[Data for this task]
impl Collection {
    /// Create an empty collection.
    pub fn new() -> Self {
        Self {
            records: HashMap::new(),
        }
    }

    /// Get a record by ID.
    pub fn get(&self, id: &str) -> Option<&Arc<Record>> {
        self.records.get(id)
    }

    /// Insert a record, replacing any previous version.
    pub fn insert(&mut self, record: Arc<Record>) -> Option<Arc<Record>> {
        self.records.insert(record.id.clone(), record)
    }

    /// Remove a record.
    pub fn remove(&mut self, id: &str) -> Option<Arc<Record>> {
        self.records.remove(id)
    }

    /// Iterate over all records.
    pub fn records(&self) -> impl Iterator<Item = &Arc<Record>> {
        self.records.values()
    }

    pub fn len(&self) -> usize {
        self.records.len()
    }

    pub fn is_empty(&self) -> bool {
        self.records.is_empty()
    }
}

/// An observable mutation of the cache.
#[derive(Debug, Clone, PartialEq)]
pub enum RecordChange {
    Inserted(Arc<Record>),
    Updated {
        before: Arc<Record>,
        after: Arc<Record>,
    },
    Removed(Arc<Record>),
}

impl RecordChange {
    /// Identity of the changed record.
    pub fn identity(&self) -> RecordIdentity {
        match self {
            RecordChange::Inserted(record) | RecordChange::Removed(record) => record.identity(),
            RecordChange::Updated { after, .. } => after.identity(),
        }
    }

    /// The record as it is after the change, if it still exists.
    pub fn current(&self) -> Option<&Arc<Record>> {
        match self {
            RecordChange::Inserted(record) => Some(record),
            RecordChange::Updated { after, .. } => Some(after),
            RecordChange::Removed(_) => None,
        }
    }
}

/// The in-memory record cache.
#[derive(Debug, Clone)]
pub struct RecordCache {
    /// Schema for validation
    schema: Arc<Schema>,
    /// Collections by type name
    collections: HashMap<TypeName, Collection>,
}
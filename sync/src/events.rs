//! Source lifecycle events and listener dispatch.
//!
//! Every source owns a [`Notifier`]. Listeners are registered per
//! [`EventKind`] and invoked in registration order. A blocking listener is
//! awaited in line and its error aborts the operation that emitted the event;
//! a non-blocking listener runs on its own task and its error is reported on
//! the notifier's error channel instead.

use std::sync::atomic::{AtomicU64, Ordering};
use std::sync::{Arc, Mutex, PoisonError, Weak};

use futures::future::BoxFuture;
use tether_engine::{Operation, QueryExpr, RecordBatch};
use tokio::sync::broadcast;

use crate::error::{Error, Result};

/// Capacity of the background error channel.
const ERROR_CHANNEL_CAPACITY: usize = 64;

#[derive(Debug, Clone, Copy, PartialEq, Eq, Hash)]
pub enum EventKind {
    BeforeQuery,
    AfterQuery,
    BeforeUpdate,
    AfterUpdate,
}

impl EventKind {
    pub fn is_query(self) -> bool {
        matches!(self, EventKind::BeforeQuery | EventKind::AfterQuery)
    }

    pub fn is_update(self) -> bool {
        matches!(self, EventKind::BeforeUpdate | EventKind::AfterUpdate)
    }

    pub fn is_after(self) -> bool {
        matches!(self, EventKind::AfterQuery | EventKind::AfterUpdate)
    }

    pub fn as_str(self) -> &'static str {
        match self {
            EventKind::BeforeQuery => "beforeQuery",
            EventKind::AfterQuery => "afterQuery",
            EventKind::BeforeUpdate => "beforeUpdate",
            EventKind::AfterUpdate => "afterUpdate",
        }
    }
}

impl std::fmt::Display for EventKind {
    fn fmt(&self, f: &mut std::fmt::Formatter<'_>) -> std::fmt::Result {
        f.write_str(self.as_str())
    }
}

/// An event emitted by a source, carrying the request and, for `after*`
/// events, the normalized result.
#[derive(Debug, Clone)]
pub enum SourceEvent {
    BeforeQuery(QueryExpr),
    AfterQuery(QueryExpr, RecordBatch),
    BeforeUpdate(Operation),
    AfterUpdate(Operation, RecordBatch),
}

impl SourceEvent {
    pub fn kind(&self) -> EventKind {
        match self {
            SourceEvent::BeforeQuery(_) => EventKind::BeforeQuery,
            SourceEvent::AfterQuery(..) => EventKind::AfterQuery,
            SourceEvent::BeforeUpdate(_) => EventKind::BeforeUpdate,
            SourceEvent::AfterUpdate(..) => EventKind::AfterUpdate,
        }
    }

    pub fn query(&self) -> Option<&QueryExpr> {
        match self {
            SourceEvent::BeforeQuery(query) | SourceEvent::AfterQuery(query, _) => Some(query),
            _ => None,
        }
    }

    pub fn operation(&self) -> Option<&Operation> {
        match self {
            SourceEvent::BeforeUpdate(op) | SourceEvent::AfterUpdate(op, _) => Some(op),
            _ => None,
        }
    }

    pub fn result(&self) -> Option<&RecordBatch> {
        match self {
            SourceEvent::AfterQuery(_, batch) | SourceEvent::AfterUpdate(_, batch) => Some(batch),
            _ => None,
        }
    }
}

/// An event listener. Returns a boxed future so listeners can call back
/// into other sources.
pub type Listener = Arc<dyn Fn(SourceEvent) -> BoxFuture<'static, Result<()>> + Send + Sync>;

/// An error raised by a non-blocking listener.
#[derive(Debug, Clone)]
pub struct BackgroundError {
    /// Name of the source whose event triggered the listener
    pub source: String,
    pub event: EventKind,
    pub error: Error,
}

struct Registered {
    id: u64,
    kind: EventKind,
    blocking: bool,
    listener: Listener,
}

type Registry = Arc<Mutex<Vec<Registered>>>;

/// Per-source listener registry and dispatcher.
pub struct Notifier {
    source: String,
    listeners: Registry,
    next_id: AtomicU64,
    errors: broadcast::Sender<BackgroundError>,
}

impl Notifier {
    pub fn new(source: impl Into<String>) -> Self {
        let (errors, _) = broadcast::channel(ERROR_CHANNEL_CAPACITY);
        Self {
            source: source.into(),
            listeners: Arc::new(Mutex::new(Vec::new())),
            next_id: AtomicU64::new(1),
            errors,
        }
    }

    /// Register a listener for one event kind.
    ///
    /// The listener stays registered until the returned [`Subscription`] is
    /// disposed or dropped.
    pub fn subscribe(&self, kind: EventKind, blocking: bool, listener: Listener) -> Subscription {
        let id = self.next_id.fetch_add(1, Ordering::Relaxed);
        self.listeners
            .lock()
            .unwrap_or_else(PoisonError::into_inner)
            .push(Registered {
                id,
                kind,
                blocking,
                listener,
            });

        tracing::debug!(source = %self.source, event = %kind, blocking, "Listener registered");

        Subscription {
            id,
            listeners: Arc::downgrade(&self.listeners),
        }
    }

    pub fn listener_count(&self, kind: EventKind) -> usize {
        self.listeners
            .lock()
            .unwrap_or_else(PoisonError::into_inner)
            .iter()
            .filter(|r| r.kind == kind)
            .count()
    }

    /// Receive errors from non-blocking listeners.
    pub fn subscribe_errors(&self) -> broadcast::Receiver<BackgroundError> {
        self.errors.subscribe()
    }

    /// Dispatch an event to its listeners, in registration order.
    ///
    /// Returns the first blocking listener error; later listeners are not
    /// invoked once one fails.
    pub async fn emit(&self, event: SourceEvent) -> Result<()> {
        let kind = event.kind();
        let snapshot: Vec<(bool, Listener)> = self
            .listeners
            .lock()
            .unwrap_or_else(PoisonError::into_inner)
            .iter()
            .filter(|r| r.kind == kind)
            .map(|r| (r.blocking, Arc::clone(&r.listener)))
            .collect();

        if snapshot.is_empty() {
            return Ok(());
        }
        tracing::debug!(
            source = %self.source,
            event = %kind,
            listeners = snapshot.len(),
            "Dispatching event"
        );

        for (blocking, listener) in snapshot {
            let task = listener(event.clone());
            if blocking {
                task.await?;
                continue;
            }

            let errors = self.errors.clone();
            let source = self.source.clone();
            tokio::spawn(async move {
                if let Err(error) = task.await {
                    tracing::warn!(
                        source = %source,
                        event = %kind,
                        error = %error,
                        "Background listener failed"
                    );
                    // No receivers is fine; the failure is already logged
                    let _ = errors.send(BackgroundError {
                        source,
                        event: kind,
                        error,
                    });
                }
            });
        }

        Ok(())
    }
}

impl std::fmt::Debug for Notifier {
    fn fmt(&self, f: &mut std::fmt::Formatter<'_>) -> std::fmt::Result {
        f.debug_struct("Notifier")
            .field("source", &self.source)
            .field(
                "listeners",
                &self
                    .listeners
                    .lock()
                    .unwrap_or_else(PoisonError::into_inner)
                    .len(),
            )
            .finish()
    }
}

/// Handle to a registered listener. Disposing or dropping it unregisters
/// the listener; dispatches already in flight still complete.
#[must_use = "dropping a Subscription unregisters its listener"]
pub struct Subscription {
    id: u64,
    listeners: Weak<Mutex<Vec<Registered>>>,
}

impl Subscription {
    pub fn dispose(self) {}
}

impl Drop for Subscription {
    fn drop(&mut self) {
        if let Some(listeners) = self.listeners.upgrade() {
            listeners
                .lock()
                .unwrap_or_else(PoisonError::into_inner)
                .retain(|r| r.id != self.id);
        }
    }
}

impl std::fmt::Debug for Subscription {
    fn fmt(&self, f: &mut std::fmt::Formatter<'_>) -> std::fmt::Result {
        f.debug_struct("Subscription").field("id", &self.id).finish()
    }
}

/// Build a [`Listener`] from an async closure.
pub fn listener<F, Fut>(f: F) -> Listener
where
    F: Fn(SourceEvent) -> Fut + Send + Sync + 'static,
    Fut: std::future::Future<Output = Result<()>> + Send + 'static,
{
    Arc::new(move |event| -> BoxFuture<'static, Result<()>> { Box::pin(f(event)) })
}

[Assignment]
The expected output is exactly the lines of the listing above between the line holding "pub fn kind(&self)" and the line holding "SourceEvent::AfterQuery(query, _) =>", inclusive.

[Answer area]
    pub fn kind(&self) -> EventKind {
        match self {
            SourceEvent::BeforeQuery(_) => EventKind::BeforeQuery,
            SourceEvent::AfterQuery(..) => EventKind::AfterQuery,
            SourceEvent::BeforeUpdate(_) => EventKind::BeforeUpdate,
            SourceEvent::AfterUpdate(..) => EventKind::AfterUpdate,
        }
    }

    pub fn query(&self) -> Option<&QueryExpr> {
        match self {
            SourceEvent::BeforeQuery(query) | SourceEvent::AfterQuery(query, _) => Some(query),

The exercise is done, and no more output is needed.